Robert rios of estilo car club does some good quality work. Shop is called R&R upholstery. I have been reffered to black and white upholstery over on alameda, I have gone but just to get a quote. There's an upholstery shop over by fox plaza coming down the paisano overpass and turn right. They do good work too. Sorry but don't remember name of shop


----------



## Rascal EPT (Feb 27, 2012)

Thanxs for the info homeboy...


----------



## ElPasocruzer (Mar 14, 2004)

seanz upholstery on clark and trowbridge has done some of the work on the cars at the shows. thats where im taking my cutlass when i figure out what color pattern to go with


----------



## Rascal EPT (Feb 27, 2012)

Orale homie thanxs


----------



## mannye (Dec 11, 2011)

ElPasocruzer said:


> seanz upholstery on clark and trowbridge has done some of the work on the cars at the shows. thats where im taking my cutlass when i figure out what color pattern to go with


 Seanz ,does a very good job he did my 64 ss ,and was done good manny lords car club el paso tx


----------



## muneco1964 (Feb 27, 2012)

Las Cruces? wheres that


----------



## muneco1964 (Feb 27, 2012)

wheres las cruces homie the valley?


----------



## dj kurse 1 (Sep 17, 2008)

muneco1964 said:


> wheres las cruces homie the valley?


seriously?
it is in New Mexcio, just north of El Paso...take I-10 N and you will be in Las Cruces with less than an hour...I think...


----------



## ElPasocruzer (Mar 14, 2004)

Does anybody know a shop that does custom fiber glass work? i Want a custom center console that runs to the front seats so i can put a flip-up tv, my 6 switches, maybe a lil sub or 2 for my cutlass. also for door panels cuz my doors dont have speakers.
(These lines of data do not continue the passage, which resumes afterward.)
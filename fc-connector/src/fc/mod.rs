//! Fibre Channel host side: adapter discovery, candidate device paths and
//! SCSI host rescans.

pub mod hba;
pub mod paths;
pub mod rescan;

pub use hba::{
    FC_HOST_SYSFS_PATH, Hba, HbaInfo, get_fc_hbas, get_fc_hbas_info, get_fc_wwnns, get_fc_wwpns,
    has_fc_support,
};
pub use paths::{CandidateDevice, format_lun_id, get_possible_volume_paths, process_lun_ids};
pub use rescan::{ScanTriple, rescan_hosts};
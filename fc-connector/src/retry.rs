//! Bounded polling helpers.

use std::path::Path;
use std::time::Duration;

use tracing::debug;

use crate::host::Host;
use crate::metrics;

/// Run `attempt` until it returns true or `max_attempts` runs are used up.
///
/// The first attempt runs immediately; every further attempt is preceded by
/// a sleep of `interval`. The attempt number (starting at 1) is passed in.
/// Exhaustion is reported as `false`, never as an error.
pub async fn run_with_retry<F>(
    operation: &str,
    max_attempts: u32,
    interval: Duration,
    mut attempt: F,
) -> bool
where
    F: AsyncFnMut(u32) -> bool,
{
    if attempt(1).await {
        return true;
    }
    for n in 2..=max_attempts {
        debug!(operation, attempt = n, max_attempts, "Retrying");
        metrics::record_retry(operation);
        tokio::time::sleep(interval).await;
        if attempt(n).await {
            return true;
        }
    }
    false
}

/// Wait for `path` to exist.
pub async fn wait_for_path<H: Host>(
    host: &H,
    path: &Path,
    attempts: u32,
    interval: Duration,
) -> bool {
    run_with_retry("wait_for_path", attempts, interval, async |_| {
        host.path_exists(path)
    })
    .await
}
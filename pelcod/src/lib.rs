//! # pelcod
//!
//! Async Pelco-D protocol engine for PTZ camera mounts on RS-485 serial
//! links.
//!
//! The workspace splits the way the protocol does:
//! - [`pelcod_core`]: frames, checksums, the command catalog, reply
//!   decoding (pure, no I/O)
//! - [`pelcod_transport`]: the serial link behind the [`Transport`] trait
//! - [`pelcod_types`]: shared value types
//! - this crate: the [`Camera`] client, the AVUE specialization, and the
//!   background alarm receiver
//!
//! ## Quick start
//!
//! ```no_run
//! use pelcod::{Camera, Direction, Speed};
//! use std::time::Duration;
//!
//! #[tokio::main]
//! async fn main() -> pelcod::Result<()> {
//!     let camera = Camera::open_serial("/dev/ttyUSB0", 4800, 1).await?;
//!
//!     camera.move_in(Direction::RightUp, Some(Speed::NORMAL)).await?;
//!     tokio::time::sleep(Duration::from_secs(2)).await;
//!     camera.stop().await?;
//!
//!     camera.close().await?;
//!     Ok(())
//! }
//! ```

pub mod avue;
pub mod camera;
pub mod error;
pub mod receiver;

#[cfg(test)]
mod mock;

pub use avue::Avue;
pub use camera::{AutoMode, Camera, Increment, PresetAction, ZoneBoundary};
pub use error::{Error, Result};
pub use receiver::{LinkSession, LinkState, RxEvent};

pub use pelcod_core::{
    standard::{CameraSwitch, Focus, Iris, Pan, ScanMode, Tilt, Zoom},
    AlarmVector, Bank, Direction, ExtendedCommand, Frame, MotionIntent, QueryReply, Speed,
};
pub use pelcod_transport::{SerialTransport, Transport};
pub use pelcod_types::CameraInfo;
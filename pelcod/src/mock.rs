//! Scripted in-memory transport for tests
//!
//! Replies are queued ahead of time; each `receive` call consumes one.
//! With no reply queued, `receive` sleeps out its timeout and returns
//! empty, exactly like a silent serial line.

use std::collections::VecDeque;
use std::sync::{Arc, Mutex};
use std::time::Duration;

use async_trait::async_trait;
use bytes::BytesMut;

use pelcod_transport::{Error, Result, Transport};

/// Shared handle onto the bytes a [`MockTransport`] has sent
#[derive(Clone)]
pub struct SentLog(Arc<Mutex<Vec<Vec<u8>>>>);

impl SentLog {
    /// Every frame sent so far, in order
    pub fn frames(&self) -> Vec<Vec<u8>> {
        self.0.lock().unwrap().clone()
    }
}

pub struct MockTransport {
    replies: VecDeque<Vec<u8>>,
    sent: Arc<Mutex<Vec<Vec<u8>>>>,
    connected: bool,
}

impl MockTransport {
    pub fn new() -> (Self, SentLog) {
        let sent = Arc::new(Mutex::new(Vec::new()));
        let transport = Self {
            replies: VecDeque::new(),
            sent: Arc::clone(&sent),
            connected: true,
        };
        (transport, SentLog(sent))
    }

    /// Queue a reply buffer for a future `receive` call
    pub fn push_reply(&mut self, reply: &[u8]) {
        self.replies.push_back(reply.to_vec());
    }
}

#[async_trait]
impl Transport for MockTransport {
    async fn send(&mut self, data: &[u8]) -> Result<()> {
        if !self.connected {
            return Err(Error::NotConnected);
        }
        self.sent.lock().unwrap().push(data.to_vec());
        Ok(())
    }

    async fn receive(&mut self, count: usize, timeout: Duration) -> Result<BytesMut> {
        if !self.connected {
            return Err(Error::NotConnected);
        }

        match self.replies.pop_front() {
            Some(mut reply) => {
                reply.truncate(count);
                Ok(BytesMut::from(&reply[..]))
            }
            None => {
                tokio::time::sleep(timeout).await;
                Ok(BytesMut::new())
            }
        }
    }

    async fn flush_input(&mut self) -> Result<()> {
        if !self.connected {
            return Err(Error::NotConnected);
        }
        Ok(())
    }

    async fn close(&mut self) -> Result<()> {
        self.connected = false;
        Ok(())
    }

    fn is_connected(&self) -> bool {
        self.connected
    }

    fn endpoint(&self) -> String {
        "mock".into()
    }
}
I am aslo having a hard time finding someone that sells and installs sun roofs. the first 2 pics below show how my dashboard and door panels look like. the 3rd pic is the idea i want done for mine. thanks


----------



## Rascal EPT (Feb 27, 2012)

There is a vato on here jimmyscustoms that is selling some sunroofs homie he might know who installs them :dunno:......


----------



## ElPasocruzer (Mar 14, 2004)

cool bro i found him, just waiting for a reply from him. thanks homie


----------



## madhopper1 (Sep 7, 2008)

Does any one out their know R&R custom phone number they do good work at a fast pace turn around. If any one can let me know ASAP call me or text me at (432)213-5228. The team that Robert has can do really good work. They did my 64 drop in one week. :thumbsup:


----------



## Big Juan (Apr 16, 2006)

I'ts short for PACHUCO TOWN, the pachuco style started here in the U.S. in Segundo Barrio, in El Paso, Texas. Then it spread out through out the U.S.


dameon said:


> why do they call it el chuco is there a story behind that?


----------



## david82 (Aug 6, 2012)

madhopper1 said:


> Does any one out their know R&R custom phone number they do good work at a fast pace turn around. If any one can let me know ASAP call me or text me at (432)213-5228. The team that Robert has can do really good work. They did my 64 drop in one week. :thumbsup:


Laztr time i theson opened up a new location called the shop in the northeast let me kno if u needtheir number still


----------



## down79 (Oct 9, 2007)

ORALE Chuco town putting in some work:thumbsup:


----------